One of the perils of confessional theatre is that you may end up paying to witness someone airing their dirty laundry. When a play is overtly based on the writer’s real-life experiences, are we in for a dose of gratuitous navel-gazing or some real insight? In the case of Pentimento, this is not a major concern. This one-woman show explores something all of us must face at some point in our life: the death of a parent. Writer and actress Denise Stephenson does so with skill and a surprising amount of humour, despite the bulk of the story taking place on her mother’s deathbed. But odd as it may sound for such a personal show, Pentimento could have done with less of Stephenson’s perspective, giving the audience more freedom to develop their own reactions.

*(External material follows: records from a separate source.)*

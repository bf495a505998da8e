// Client and search configuration
//
// Defaults, then `hotel_search.toml`, then `HOTEL_SEARCH_*` environment
// variables (`HOTEL_SEARCH_CLIENT__BASE_URL=...` for nested keys).

use chrono::{Days, NaiveDate};
use figment::{
    providers::{Env, Format, Serialized, Toml},
    Figment,
};
use serde::{Deserialize, Serialize};

use crate::api::ClientError;

pub const CONFIG_FILE: &str = "hotel_search.toml";
pub const ENV_PREFIX: &str = "HOTEL_SEARCH_";

#[derive(Debug, Clone, Default, PartialEq, Deserialize, Serialize)]
#[serde(default)]
pub struct AppConfig {
    pub client: ClientConfig,
    pub search: SearchConfig,
}

#[derive(Debug, Clone, PartialEq, Deserialize, Serialize)]
#[serde(default)]
pub struct ClientConfig {
    pub base_url: String,
    // No timeout unless configured
    pub timeout_ms: Option<u64>,
}

impl Default for ClientConfig {
    fn default() -> Self {
        Self {
            base_url: "http://localhost:5000".to_string(),
            timeout_ms: None,
        }
    }
}

// Fixed parts of every outgoing search, plus the initial date range
#[derive(Debug, Clone, PartialEq, Deserialize, Serialize)]
#[serde(default)]
pub struct SearchConfig {
    pub adults: u32,
    pub rooms: u32,
    pub children: Option<u32>,
    pub country: String,
    pub default_lead_days: u64,
    pub default_stay_nights: u64,
}

impl Default for SearchConfig {
    fn default() -> Self {
        Self {
            adults: 2,
            rooms: 1,
            children: None,
            country: "United States".to_string(),
            default_lead_days: 14,
            default_stay_nights: 4,
        }
    }
}

impl SearchConfig {
    // Check-in `default_lead_days` after `today`, staying `default_stay_nights`.
    pub fn default_dates(&self, today: NaiveDate) -> Option<(NaiveDate, NaiveDate)> {
        let check_in = today.checked_add_days(Days::new(self.default_lead_days))?;
        let check_out = check_in.checked_add_days(Days::new(self.default_stay_nights))?;
        Some((check_in, check_out))
    }
}

impl AppConfig {
    pub fn figment() -> Figment {
        Figment::from(Serialized::defaults(AppConfig::default()))
            .merge(Toml::file(CONFIG_FILE))
            .merge(Env::prefixed(ENV_PREFIX).split("__"))
    }

    pub fn load() -> Result<Self, ClientError> {
        Self::from_figment(Self::figment())
    }

    pub fn from_figment(figment: Figment) -> Result<Self, ClientError> {
        let config: AppConfig = figment
            .extract()
            .map_err(|e| ClientError::ConfigError(e.to_string()))?;
        config.validate()?;
        Ok(config)
    }

    fn validate(&self) -> Result<(), ClientError> {
        let base = self.client.base_url.trim();
        if !(base.starts_with("http://") || base.starts_with("https://")) {
            return Err(ClientError::ConfigError(format!(
                "base_url must be an http(s) URL, got {:?}",
                self.client.base_url
            )));
        }
        if self.client.timeout_ms == Some(0) {
            return Err(ClientError::ConfigError(
                "timeout_ms must be positive when set".to_string(),
            ));
        }
        Ok(())
    }
}
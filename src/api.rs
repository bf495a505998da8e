// Remote hotel search API: wire types, errors, and the reqwest-backed client

use std::time::Duration;

use async_trait::async_trait;
use chrono::NaiveDate;
use serde::{Deserialize, Deserializer, Serialize};
use thiserror::Error;
use tracing::{debug, warn};

use crate::{config::ClientConfig, hotel::HotelRecord};

#[derive(Error, Debug)]
pub enum ApiError {
    #[error("Network error: {0}")]
    NetworkError(String),

    #[error("Request timeout after {0}ms")]
    Timeout(u64),

    #[error("API error: {status_code} - {message}")]
    ApiResponseError {
        status_code: u16,
        message: String,
        is_retryable: bool,
    },

    #[error("Decode error: {0}")]
    DecodeError(String),
}

impl ApiError {
    // Worth trying again later: the service was unreachable, slow, or failing on its side
    pub fn is_retryable(&self) -> bool {
        match self {
            ApiError::NetworkError(_) | ApiError::Timeout(_) => true,
            ApiError::ApiResponseError { is_retryable, .. } => *is_retryable,
            ApiError::DecodeError(_) => false,
        }
    }
}

#[derive(Error, Debug)]
pub enum ClientError {
    #[error("Configuration error: {0}")]
    ConfigError(String),

    #[error("Initialization error: {0}")]
    InitError(String),
}

// Body of `POST /search`. Optional fields are left out of the JSON when unset.
#[derive(Debug, Clone, PartialEq, Deserialize, Serialize)]
pub struct SearchParams {
    pub checkin_date: NaiveDate,
    pub checkout_date: NaiveDate,
    #[serde(default, skip_serializing_if = "Option::is_none")]
    pub location: Option<String>,
    #[serde(default, skip_serializing_if = "Option::is_none")]
    pub max_price: Option<f64>,
    #[serde(default, skip_serializing_if = "Option::is_none")]
    pub min_stars: Option<u8>,
    #[serde(default, skip_serializing_if = "Option::is_none")]
    pub min_reviews: Option<u32>,
    #[serde(default, skip_serializing_if = "Option::is_none")]
    pub adults: Option<u32>,
    #[serde(default, skip_serializing_if = "Option::is_none")]
    pub rooms: Option<u32>,
    #[serde(default, skip_serializing_if = "Option::is_none")]
    pub children: Option<u32>,
}

impl SearchParams {
    pub fn new(checkin_date: NaiveDate, checkout_date: NaiveDate) -> Self {
        Self {
            checkin_date,
            checkout_date,
            location: None,
            max_price: None,
            min_stars: None,
            min_reviews: None,
            adults: None,
            rooms: None,
            children: None,
        }
    }
}

#[derive(Debug, Clone, PartialEq, Deserialize, Serialize)]
pub struct SearchResponse {
    pub success: bool,
    #[serde(default)]
    pub results_count: usize,
    #[serde(default)]
    pub hotels: Vec<HotelRecord>,
    #[serde(default, deserialize_with = "lenient_echo")]
    pub search_params: Option<SearchEcho>,
}

// The echo is informational only; a malformed one must not fail the response
fn lenient_echo<'de, D>(deserializer: D) -> Result<Option<SearchEcho>, D::Error>
where
    D: Deserializer<'de>,
{
    let value = Option::<serde_json::Value>::deserialize(deserializer)?;
    Ok(value.and_then(|v| serde_json::from_value(v).ok()))
}

impl SearchResponse {
    pub fn ok(hotels: Vec<HotelRecord>) -> Self {
        Self {
            success: true,
            results_count: hotels.len(),
            hotels,
            search_params: None,
        }
    }

    pub fn unsuccessful() -> Self {
        Self {
            success: false,
            results_count: 0,
            hotels: vec![],
            search_params: None,
        }
    }
}

// The backend's echo of the request it actually ran.
#[derive(Debug, Clone, Default, PartialEq, Deserialize, Serialize)]
#[serde(default)]
pub struct SearchEcho {
    pub checkin_date: Option<String>,
    pub checkout_date: Option<String>,
    pub location: Option<String>,
    pub adults: Option<u32>,
    pub rooms: Option<u32>,
    pub children: Option<u32>,
    pub filters: Option<EchoFilters>,
}

#[derive(Debug, Clone, Default, PartialEq, Deserialize, Serialize)]
#[serde(default)]
pub struct EchoFilters {
    pub max_price: Option<f64>,
    pub min_stars: Option<u8>,
    pub min_reviews: Option<u32>,
}

#[async_trait]
pub trait HotelApi: Send + Sync + 'static {
    // Single best-effort search, no retry
    async fn search(&self, params: SearchParams) -> Result<SearchResponse, ApiError>;

    // Ok(false) for a non-2xx answer, Err only if the service was unreachable
    async fn health(&self) -> Result<bool, ApiError>;
}

pub struct HttpHotelApi {
    client: reqwest::Client,
    base_url: String,
    timeout_ms: Option<u64>,
}

impl HttpHotelApi {
    pub fn new(config: &ClientConfig) -> Result<Self, ClientError> {
        let mut builder = reqwest::Client::builder();
        if let Some(ms) = config.timeout_ms {
            builder = builder.timeout(Duration::from_millis(ms));
        }
        let client = builder
            .build()
            .map_err(|e| ClientError::InitError(e.to_string()))?;

        Ok(Self {
            client,
            base_url: config.base_url.trim_end_matches('/').to_string(),
            timeout_ms: config.timeout_ms,
        })
    }

    pub fn base_url(&self) -> &str {
        &self.base_url
    }

    fn map_transport_error(&self, err: reqwest::Error) -> ApiError {
        match self.timeout_ms {
            Some(ms) if err.is_timeout() => ApiError::Timeout(ms),
            _ if err.is_decode() => ApiError::DecodeError(err.to_string()),
            _ => ApiError::NetworkError(err.to_string()),
        }
    }
}

#[async_trait]
impl HotelApi for HttpHotelApi {
    async fn search(&self, params: SearchParams) -> Result<SearchResponse, ApiError> {
        let url = format!("{}/search", self.base_url);
        debug!(%url, ?params, "sending search request");

        let response = self
            .client
            .post(&url)
            .header(reqwest::header::ACCEPT, "application/json")
            .json(&params)
            .send()
            .await
            .map_err(|e| self.map_transport_error(e))?;

        let status = response.status();
        if !status.is_success() {
            let message = response.text().await.unwrap_or_default();
            warn!(status = status.as_u16(), %message, "search request rejected");
            return Err(ApiError::ApiResponseError {
                status_code: status.as_u16(),
                message,
                is_retryable: status.is_server_error(),
            });
        }

        let body = response
            .bytes()
            .await
            .map_err(|e| self.map_transport_error(e))?;

        serde_json::from_slice::<SearchResponse>(&body)
            .map_err(|e| ApiError::DecodeError(e.to_string()))
    }

    async fn health(&self) -> Result<bool, ApiError> {
        let url = format!("{}/health", self.base_url);

        let response = self
            .client
            .get(&url)
            .header(reqwest::header::ACCEPT, "application/json")
            .send()
            .await
            .map_err(|e| self.map_transport_error(e))?;

        debug!(status = response.status().as_u16(), "health check answered");
        Ok(response.status().is_success())
    }
}

// Programmable in-memory backend for exercising the orchestrator
pub mod mock_server {
    use super::*;
    use std::collections::VecDeque;
    use std::sync::atomic::{AtomicUsize, Ordering};

    use parking_lot::Mutex;

    pub enum MockReply {
        Respond(SearchResponse),
        Fail(ApiError),
    }

    pub enum HealthMode {
        Healthy,
        Unhealthy,
        Unreachable,
    }

    struct Scripted {
        reply: MockReply,
        delay: Duration,
    }

    pub struct MockHotelApi {
        replies: Mutex<VecDeque<Scripted>>,
        health: Mutex<HealthMode>,
        received: Mutex<Vec<SearchParams>>,
        search_count: AtomicUsize,
        health_count: AtomicUsize,
    }

    impl Default for MockHotelApi {
        fn default() -> Self {
            Self::new()
        }
    }

    impl MockHotelApi {
        pub fn new() -> Self {
            Self {
                replies: Mutex::new(VecDeque::new()),
                health: Mutex::new(HealthMode::Healthy),
                received: Mutex::new(Vec::new()),
                search_count: AtomicUsize::new(0),
                health_count: AtomicUsize::new(0),
            }
        }

        pub fn push_reply(&self, reply: MockReply) {
            self.push_delayed_reply(reply, Duration::ZERO);
        }

        // Replies are handed out in push order, each after its own delay
        pub fn push_delayed_reply(&self, reply: MockReply, delay: Duration) {
            self.replies.lock().push_back(Scripted { reply, delay });
        }

        pub fn set_health(&self, mode: HealthMode) {
            *self.health.lock() = mode;
        }

        pub fn received(&self) -> Vec<SearchParams> {
            self.received.lock().clone()
        }

        pub fn search_count(&self) -> usize {
            self.search_count.load(Ordering::SeqCst)
        }

        pub fn health_count(&self) -> usize {
            self.health_count.load(Ordering::SeqCst)
        }
    }

    #[async_trait]
    impl HotelApi for MockHotelApi {
        async fn search(&self, params: SearchParams) -> Result<SearchResponse, ApiError> {
            self.search_count.fetch_add(1, Ordering::SeqCst);
            self.received.lock().push(params);

            let scripted = self.replies.lock().pop_front();
            let Some(Scripted { reply, delay }) = scripted else {
                return Ok(SearchResponse::ok(vec![]));
            };

            if !delay.is_zero() {
                tokio::time::sleep(delay).await;
            }

            match reply {
                MockReply::Respond(response) => Ok(response),
                MockReply::Fail(err) => Err(err),
            }
        }

        async fn health(&self) -> Result<bool, ApiError> {
            self.health_count.fetch_add(1, Ordering::SeqCst);
            match *self.health.lock() {
                HealthMode::Healthy => Ok(true),
                HealthMode::Unhealthy => Ok(false),
                HealthMode::Unreachable => {
                    Err(ApiError::NetworkError("Service unavailable".to_string()))
                }
            }
        }
    }
}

Her insightful performance is the heart of the show
Stephenson’s mother Roisin was a lively sort, born in Tipperary in the 1920s. She lived through the War and raised three children but, by the time we meet her, she’s hospitalised and failing fast. After a brief introduction to the audience, Stephenson smoothly transitions into an embodiment of her own mother, impersonating her increasingly nervous old-lady mannerisms as she chats with visiting family members.
But while Stephenson’s performance feels authentic, the goal of Pentimento isn’t entirely clear. Bookending Stephenson’s in-character performance as Roisin, we get to hear a pair of opening and closing monologues from Denise’s own perspective. In this context, it’s easy to stop thinking of this as a play, and start thinking of it as a kind of therapy for its creator. Who is being served here, the audience or the performer?
Luckily, Pentimento is far from an untrammelled flow of emotions. It may be a very personal story, but the subject matter is universal. Roisin’s presence is warm and grandmotherly, a cheeky old lady who winks at strapping young hospital nurses from her deathbed. In portraying this fictionalised version of her mother, Stephenson goes from fragile, frightened old woman to flirtatious 1940s nurse at the flick of a switch, inhabiting the strange mood swings of dementia with poise.
The main issue is Stephenson’s desire to break the fourth wall and tell us her own view of her mother’s life. Her insightful performance is the heart of the show, so Pentimento might have done better to avoid explaining itself to its audience.